I believe that most writers write in order to find spiritual fulfillment, to reflect part of themselves in concrete form in the world around them, to make a difference in the world.
But that implies spiritual growth, always discovering new truths about the world inside you that you can put into words. And that requires learning.
The old adage goes, “If you want to be a writer, then do three things: write, write, and write.” But I disagree. My three steps to being a writer are to (1) read, (2) watch TV, and finally (3) write.
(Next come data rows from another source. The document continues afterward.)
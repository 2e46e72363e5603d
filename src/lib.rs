//! Cross-panel state synchronization core for a multi-panel dashboard.
//!
//! Independently mounted panels share an in-process [`EventBus`], persist
//! their own state through a versioned [`PersistenceAdapter`], and keep a
//! selected [`Entity`] in step via [`EntitySyncManager`]. A [`SyncContext`]
//! wires the pieces together for one application instance.

pub mod bus;
pub mod context;
pub mod entity;
pub mod error;
pub mod filters;
pub mod logging;
pub mod metrics;
pub mod panel_state;
pub mod registry;
pub mod storage;

pub use bus::{
    BusConfig, ENTITY_SELECTED_PREFIX, ENTITY_UPDATED_PREFIX, Event, EventBus, EventFilter,
    EventHandler, EventPayload, FILTER_EVENT, FilterSet, LAYOUT_CHANGED_EVENT, OutgoingEvent,
    PANEL_STATE_CHANGED_EVENT, PanelId, Priority, Subscription, SubscriptionId,
};
pub use context::{StorageConfig, SyncConfig, SyncContext};
pub use entity::{
    Entity, EntityKind, EntityLoader, EntityPatch, EntityRef, EntitySyncManager,
    EntitySyncOptions, FetchOptions, InMemoryEntityLoader, SyncStatus,
};
pub use error::{
    EntityLoadError, PanelStateError, Result, StorageError, SubscriberError, SyncError,
};
pub use filters::{FilterPreset, FilterStore};
pub use logging::{
    FileSink, LogEvent, LogFields, LogLevel, LogSink, Logger, LoggingError, LoggingResult,
    MemorySink, NullSink,
};
pub use metrics::{MetricSnapshot, SharedMetrics, SyncMetrics};
pub use panel_state::{PanelState, PanelStateStore, StateUpdate};
pub use registry::{ContentTypeInfo, LayoutChange, LayoutManager, PanelLayout, PanelRegistry};
pub use storage::{
    FileStore, KeyValueStore, MemoryStore, PersistenceAdapter, SaveOutcome, StorageEnvelope,
};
I don’t just read novels in my favorite genre or in the genre in which I write. As a musician, when I was first learning to play, I would listen to my favorite musical genre. You start by listening to other musicians who are playing music similar to what you want to play. But once you’ve learned your own genre, you start listening to other genres. If you’re a rock guitarist, you listen to a lot of jazz and blues. If you play the blues, you listen to pop and classical. Or whatever. And the same thing applies with writing. I enjoy stories from hard SF to fantasy romance to mystery to suspense. I hope you never hear me dissing a story just because it has time travel in it, or just because it has a happily-ever-after ending, or just because the characters were all female, or just because it was written in first-person.
I also read lots of non-fiction, and much of that online. Yes, browsing the web is a fine way to expand your horizons. And not everything on Facebook is a waste of time. (Some of my most informative and intellectually stimulating leads come through Facebook and other bloggers.)
As for TV (and film), I have my favorite movies and TV shows (though none of them is currently on the air), which I dissect, analyze to death, always seeking to understand why they work on me the way they do. Lately, I’ve also been watching a lot of documentaries, both mainstream and indie, through NetFlix. Frankly, NetFlix is a godsend for my writing career (and a business deduction, too), because it provides a constant stream of intellectual stimulation. The only thing I have to watch out for with TV is that it distracts and overstimulates. Watching too much TV can wear you out emotionally, leaving you unable to write. So, everything in moderation.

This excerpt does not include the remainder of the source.